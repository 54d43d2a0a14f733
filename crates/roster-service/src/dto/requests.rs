//! Request DTOs for API endpoints
//!
//! All request DTOs implement `Deserialize` and `Validate` for input validation.
//! Enumerated columns (role, status, activity) are accepted either as the
//! stored Korean label or the English name.

use serde::Deserialize;
use validator::Validate;

// ============================================================================
// Member Requests
// ============================================================================

/// Optional member columns shared by create and update
///
/// Every field left out keeps its current (or default) value.
#[derive(Debug, Clone, Default, Deserialize, Validate)]
#[serde(rename_all = "camelCase")]
pub struct MemberDetails {
    #[validate(length(max = 64, message = "Real name must be at most 64 characters"))]
    pub real_name: Option<String>,

    pub role: Option<String>,

    pub status: Option<String>,

    pub activity_status: Option<String>,

    #[validate(length(max = 10, message = "Dates use YYYY-MM-DD"))]
    pub join_date: Option<String>,

    #[validate(length(max = 10, message = "Dates use YYYY-MM-DD"))]
    pub last_visit: Option<String>,

    #[validate(length(max = 10, message = "Dates use YYYY-MM-DD"))]
    pub leave_date: Option<String>,

    #[validate(length(max = 32))]
    pub age: Option<String>,

    #[validate(length(max = 16))]
    pub gender: Option<String>,

    #[validate(length(max = 128))]
    pub location: Option<String>,

    #[validate(length(max = 128))]
    pub workplace: Option<String>,

    #[validate(length(max = 128))]
    pub study_area: Option<String>,

    #[validate(length(max = 500))]
    pub study_content: Option<String>,

    #[validate(length(max = 128))]
    pub study_days: Option<String>,

    pub article_count: Option<u32>,

    #[validate(length(max = 2000, message = "Intro text must be at most 2000 characters"))]
    pub intro_text: Option<String>,

    #[validate(length(max = 10, message = "Dates use YYYY-MM-DD"))]
    pub intro_date: Option<String>,

    #[validate(length(max = 2000, message = "Memo must be at most 2000 characters"))]
    pub memo: Option<String>,
}

/// Manual member registration
#[derive(Debug, Clone, Deserialize, Validate)]
#[serde(rename_all = "camelCase")]
pub struct CreateMemberRequest {
    #[validate(length(min = 1, max = 64, message = "Nickname must be 1-64 characters"))]
    pub nickname: String,

    #[serde(flatten)]
    #[validate(nested)]
    pub details: MemberDetails,
}

/// Partial member update; `id` in the body is ignored
#[derive(Debug, Clone, Default, Deserialize, Validate)]
#[serde(rename_all = "camelCase")]
pub struct UpdateMemberRequest {
    #[validate(length(min = 1, max = 64, message = "Nickname must be 1-64 characters"))]
    pub nickname: Option<String>,

    #[serde(flatten)]
    #[validate(nested)]
    pub details: MemberDetails,
}

/// Query filters for listing members
#[derive(Debug, Clone, Default, Deserialize)]
#[serde(rename_all = "camelCase")]
pub struct MemberFilter {
    pub activity_status: Option<String>,
    pub role: Option<String>,
    pub status: Option<String>,
}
****************
▸ **What you will do**
Tally the lines of the entries that include the word "must" and give only the total.

▸ **Exercise response**
5